Saved data entries

=== Begin Enclosure ===

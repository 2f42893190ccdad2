use crate::Opcode;

/// Exit result of a frame.
pub type ExitResult = Result<ExitSucceed, ExitError>;

/// Exit reason of a non-successful frame.
#[derive(Clone, Debug, Eq, PartialEq)]
#[cfg_attr(feature = "serde", derive(serde::Serialize, serde::Deserialize))]
pub enum ExitError {
	/// Machine encountered an explicit revert. Unused gas and the revert
	/// output are preserved.
	Reverted,
	/// Machine returned a normal EVM error. All remaining gas is consumed.
	Exception(ExitException),
}

/// Exit succeed reason.
#[derive(Clone, Copy, Debug, Eq, PartialEq)]
#[cfg_attr(feature = "serde", derive(serde::Serialize, serde::Deserialize))]
pub enum ExitSucceed {
	/// Machine encountered an explicit stop.
	Stopped,
	/// Machine encountered an explicit return.
	Returned,
	/// Machine encountered an explicit selfdestruct.
	SelfDestructed,
}

impl From<ExitSucceed> for ExitResult {
	fn from(s: ExitSucceed) -> Self {
		Ok(s)
	}
}

/// Exit error reason.
#[derive(Clone, Debug, Eq, PartialEq)]
#[cfg_attr(feature = "serde", derive(serde::Serialize, serde::Deserialize))]
pub enum ExitException {
	/// Execution runs out of gas.
	OutOfGas,
	/// Trying to pop from an empty stack.
	StackUnderflow,
	/// Trying to push into a stack over stack limit.
	StackOverflow,
	/// Jump destination is invalid.
	InvalidJump,
	/// Encountered the designated invalid opcode.
	DesignatedInvalid,
	/// Invalid opcode during execution.
	InvalidOpcode(Opcode),
	/// A state-mutating opcode was executed in a static frame.
	StaticModeViolation,
	/// Call stack is too deep.
	CallTooDeep,
	/// Memory-size arithmetic overflowed.
	OutOfMemory,
	/// An opcode accesses external information, but the request is off
	/// offset limit.
	OutOfOffset,
	/// A precompiled contract failed, surfaced through the host.
	PrecompileFailure,
}

impl From<ExitError> for ExitResult {
	fn from(e: ExitError) -> Self {
		Err(e)
	}
}

impl From<ExitException> for ExitResult {
	fn from(e: ExitException) -> Self {
		Err(ExitError::Exception(e))
	}
}

impl From<ExitException> for ExitError {
	fn from(e: ExitException) -> Self {
		Self::Exception(e)
	}
}

#[cfg(feature = "std")]
impl std::error::Error for ExitError {}

#[cfg(feature = "std")]
impl std::fmt::Display for ExitError {
	fn fmt(&self, f: &mut std::fmt::Formatter<'_>) -> std::fmt::Result {
		write!(f, "{:?}", self)
	}
}

/// Status code of an execution result, as observed by the embedder.
#[derive(Clone, Copy, Debug, Eq, PartialEq)]
#[cfg_attr(feature = "serde", derive(serde::Serialize, serde::Deserialize))]
pub enum StatusCode {
	/// Execution finished with success.
	Success,
	/// Generic execution failure.
	Failure,
	/// Execution terminated with `REVERT`.
	Revert,
	/// Execution ran out of gas.
	OutOfGas,
	/// An undefined instruction or the designated `INVALID` instruction
	/// was executed.
	InvalidInstruction,
	/// The operand stack underflowed its block requirement.
	StackUnderflow,
	/// The operand stack would grow over 1024 items.
	StackOverflow,
	/// `JUMP`/`JUMPI` targeted an offset that is not a `JUMPDEST`.
	BadJumpDestination,
	/// A state-mutating opcode was executed in a static frame.
	StaticModeViolation,
	/// The call depth limit of 1024 was exceeded.
	CallDepthExceeded,
	/// Memory-size arithmetic overflowed.
	OutOfMemory,
	/// A precompiled contract failed.
	PrecompileFailure,
}

impl StatusCode {
	/// Whether the status is [StatusCode::Success].
	#[must_use]
	pub fn is_success(&self) -> bool {
		*self == Self::Success
	}
}

impl From<ExitException> for StatusCode {
	fn from(e: ExitException) -> Self {
		match e {
			ExitException::OutOfGas => Self::OutOfGas,
			ExitException::StackUnderflow => Self::StackUnderflow,
			ExitException::StackOverflow => Self::StackOverflow,
			ExitException::InvalidJump => Self::BadJumpDestination,
			ExitException::DesignatedInvalid | ExitException::InvalidOpcode(_) => {
				Self::InvalidInstruction
			}
			ExitException::StaticModeViolation => Self::StaticModeViolation,
			ExitException::CallTooDeep => Self::CallDepthExceeded,
			ExitException::OutOfMemory => Self::OutOfMemory,
			ExitException::OutOfOffset => Self::Failure,
			ExitException::PrecompileFailure => Self::PrecompileFailure,
		}
	}
}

=== End Enclosure ===

Task details
Note every line of the records that holds the word "contract", and copy it.

Task output
	/// A precompiled contract failed, surfaced through the host.
	/// A precompiled contract failed.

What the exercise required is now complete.